Cari Blog Ini

Bidvertiser

Kamis, 25 Agustus 2016

Bangun Bangsa Pancasila (EMIL SALIM)

Sudah 71 tahun Indonesia merdeka berdasarkan Pancasila.  Mungkin berguna kita bandingkan hasil pembangunan Indonesia yang dicapai dengan tolok ukur yang tersedia, dalam menilai prestasi pembangunan negara-negara di tingkat internasional dalam mencapai cita-cita yang memantulkan semangat Pancasila.

Karena mayoritas masyarakat kita beragama Islam, kita pakai indikator yang diberlakukan di forum internasional dalam mengukur seberapa jauh umatnya melaksanakan  pembangunan nasional yang islami. Tolok ukur yang dipakai bisa dijadikan proxy sila Ketuhanan yang Maha Esa.

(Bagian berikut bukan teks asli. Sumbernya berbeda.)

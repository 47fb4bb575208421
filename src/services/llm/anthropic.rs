//! Anthropic Claude Provider
//!
//! Implementation of the LlmProvider trait for Anthropic's Messages API.

use async_trait::async_trait;
use serde::Deserialize;

use super::provider::{missing_api_key_error, LlmProvider};
use super::types::{parse_http_error, LlmError, LlmResult};
use crate::config::LlmSettings;

/// Default Anthropic API endpoint
const ANTHROPIC_API_URL: &str = "https://api.anthropic.com/v1/messages";

/// Current API version
const ANTHROPIC_VERSION: &str = "2023-06-01";

/// Anthropic Claude provider
pub struct AnthropicProvider {
    settings: LlmSettings,
    client: reqwest::Client,
}

impl AnthropicProvider {
    /// Create a new provider with the given settings.
    ///
    /// The per-call timeout is enforced by the HTTP client itself.
    pub fn new(settings: LlmSettings) -> Self {
        let client = reqwest::Client::builder()
            .timeout(settings.timeout)
            .build()
            .unwrap_or_default();
        Self { settings, client }
    }

    fn base_url(&self) -> &str {
        self.settings
            .base_url
            .as_deref()
            .unwrap_or(ANTHROPIC_API_URL)
    }

    fn build_request_body(&self, prompt: &str) -> serde_json::Value {
        serde_json::json!({
            "model": self.settings.model,
            "max_tokens": self.settings.max_tokens,
            "messages": [
                { "role": "user", "content": prompt }
            ],
        })
    }

    fn classify_transport_error(&self, err: reqwest::Error) -> LlmError {
        if err.is_timeout() {
            LlmError::Timeout {
                seconds: self.settings.timeout.as_secs(),
            }
        } else {
            LlmError::NetworkError {
                message: err.to_string(),
            }
        }
    }
}

#[async_trait]
impl LlmProvider for AnthropicProvider {
    fn name(&self) -> &'static str {
        "anthropic"
    }

    fn model(&self) -> &str {
        &self.settings.model
    }

    async fn complete(&self, prompt: &str) -> LlmResult<String> {
        let api_key = self
            .settings
            .api_key
            .as_ref()
            .ok_or_else(|| missing_api_key_error("anthropic"))?;

        let body = self.build_request_body(prompt);

        let response = self
            .client
            .post(self.base_url())
            .header("x-api-key", api_key)
            .header("anthropic-version", ANTHROPIC_VERSION)
            .header("content-type", "application/json")
            .json(&body)
            .send()
            .await
            .map_err(|e| self.classify_transport_error(e))?;

        let status = response.status().as_u16();
        let retry_after = response
            .headers()
            .get("retry-after")
            .and_then(|v| v.to_str().ok())
            .and_then(|v| v.trim().parse::<u64>().ok());

        let body_text = response.text().await.map_err(|e| LlmError::NetworkError {
            message: e.to_string(),
        })?;

        if status != 200 {
            return Err(parse_http_error(status, &body_text, retry_after));
        }

        let parsed: MessagesResponse =
            serde_json::from_str(&body_text).map_err(|e| LlmError::ParseError {
                message: format!("Failed to parse response: {}", e),
            })?;

        let mut text = String::new();
        for block in &parsed.content {
            if let ContentBlock::Text { text: t } = block {
                text.push_str(t);
            }
        }
        let text = text.trim().to_string();

        if text.is_empty() {
            return Err(LlmError::EmptyResponse);
        }

        Ok(text)
    }
}

/// Messages API response format
#[derive(Debug, Deserialize)]
struct MessagesResponse {
    content: Vec<ContentBlock>,
}

#[derive(Debug, Deserialize)]
#[serde(tag = "type", rename_all = "snake_case")]
enum ContentBlock {
    Text { text: String },
    #[serde(other)]
    Other,
}

#[cfg(test)]
mod tests {
    use super::*;
    use crate::config::Config;

    fn test_settings() -> LlmSettings {
        let mut settings = Config::default().llm;
        settings.api_key = Some("test-key".to_string());
        settings
    }

    #[test]
    fn test_provider_creation() {
        let provider = AnthropicProvider::new(test_settings());
        assert_eq!(provider.name(), "anthropic");
        assert_eq!(provider.model(), "claude-3-5-sonnet-20241022");
    }

    #[test]
    fn test_request_body() {
        let provider = AnthropicProvider::new(test_settings());
        let body = provider.build_request_body("撰写专利草案");
        assert_eq!(body["model"], "claude-3-5-sonnet-20241022");
        assert_eq!(body["max_tokens"], 8192);
        assert_eq!(body["messages"][0]["role"], "user");
        assert_eq!(body["messages"][0]["content"], "撰写专利草案");
    }

    #[test]
    fn test_base_url_override() {
        let mut settings = test_settings();
        settings.base_url = Some("http://127.0.0.1:9999/v1/messages".to_string());
        let provider = AnthropicProvider::new(settings);
        assert_eq!(provider.base_url(), "http://127.0.0.1:9999/v1/messages");
    }

    #[tokio::test]
    async fn test_missing_api_key_fails_fast() {
        let mut settings = test_settings();
        settings.api_key = None;
        let provider = AnthropicProvider::new(settings);
        let err = provider.complete("hello").await.unwrap_err();
        assert!(matches!(err, LlmError::AuthenticationFailed { .. }));
    }

    #[test]
    fn test_response_parsing() {
        let raw = r##"{
            "content": [
                {"type": "text", "text": "# 专利标题"},
                {"type": "text", "text": "\n正文"}
            ],
            "model": "claude-3-5-sonnet-20241022"
        }"##;
        let parsed: MessagesResponse = serde_json::from_str(raw).unwrap();
        assert_eq!(parsed.content.len(), 2);
    }
}
//! Text Utilities
//!
//! Character-boundary truncation and sensitive-substring masking shared by the
//! gateway and the prompt engine.

use std::sync::OnceLock;

use regex::Regex;

/// Truncate a string to at most `max_chars` characters, respecting char
/// boundaries. Returns the input unchanged when it already fits.
pub fn truncate_chars(s: &str, max_chars: usize) -> String {
    match s.char_indices().nth(max_chars) {
        Some((idx, _)) => s[..idx].to_string(),
        None => s.to_string(),
    }
}

/// Count of Unicode scalar values in a string.
///
/// Input budgets are specified in characters, not bytes; Chinese prompt text
/// makes the distinction matter.
pub fn char_len(s: &str) -> usize {
    s.chars().count()
}

fn secret_pattern() -> &'static Regex {
    static RE: OnceLock<Regex> = OnceLock::new();
    RE.get_or_init(|| {
        Regex::new(r"(?i)(api[_-]?key|password|token|authorization)(\s*[=:]\s*)\S+")
            .expect("secret mask pattern is valid")
    })
}

/// Mask credential-looking substrings before the text reaches a log line.
pub fn mask_secrets(text: &str) -> String {
    secret_pattern().replace_all(text, "$1$2***").into_owned()
}

#[cfg(test)]
mod tests {
    use super::*;

    #[test]
    fn test_truncate_respects_char_boundaries() {
        let s = "发明专利草案";
        assert_eq!(truncate_chars(s, 3), "发明专");
        assert_eq!(truncate_chars(s, 100), s);
        assert_eq!(char_len(s), 6);
    }

    #[test]
    fn test_mask_secrets() {
        let masked = mask_secrets("request failed: api_key=sk-abc123 token: xyz");
        assert!(!masked.contains("sk-abc123"));
        assert!(!masked.contains("xyz"));
        assert!(masked.contains("api_key=***"));
    }

    #[test]
    fn test_mask_leaves_plain_text_alone() {
        let text = "权利要求书缺少从属权利要求";
        assert_eq!(mask_secrets(text), text);
    }
}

Berdasarkan pemahaman tentang surat-surat Al Quran dan hadis, Prof Scheherazade S Rahmandan Prof Hassen Askafri meneliti dan mengukur pelaksanaan pembangunan negara-negara di dunia menurut Economic Islamicity Index (EII) dan mengumumkan hasil penelitian mereka dalam Global Economic Journal, volume 10, Berkeley Electronis Press, 2010.

Masih mencemaskan 

Mereka menyimpulkan bahwa sasaran sistem ekonomi Islam adalah: (1) tercapainya keadilan ekonomi dengan pembangunan berkelanjutan; (2) kesejahteraan beserta kesempatan kerja yang luas; (3) penerapan praktik ekonomi dan finansial yang islami berdasarkan Al Quran dan hadis. Sasaran "sistem ekonomi Islam" yang mereka kaji ditopang oleh 12 prinsip perilaku kehidupan ekonomi Islam yang diukur perwujudannya dalam EII di negara-negara dunia sejagat, baik yang didominasi penduduk Muslim maupun non-Muslim.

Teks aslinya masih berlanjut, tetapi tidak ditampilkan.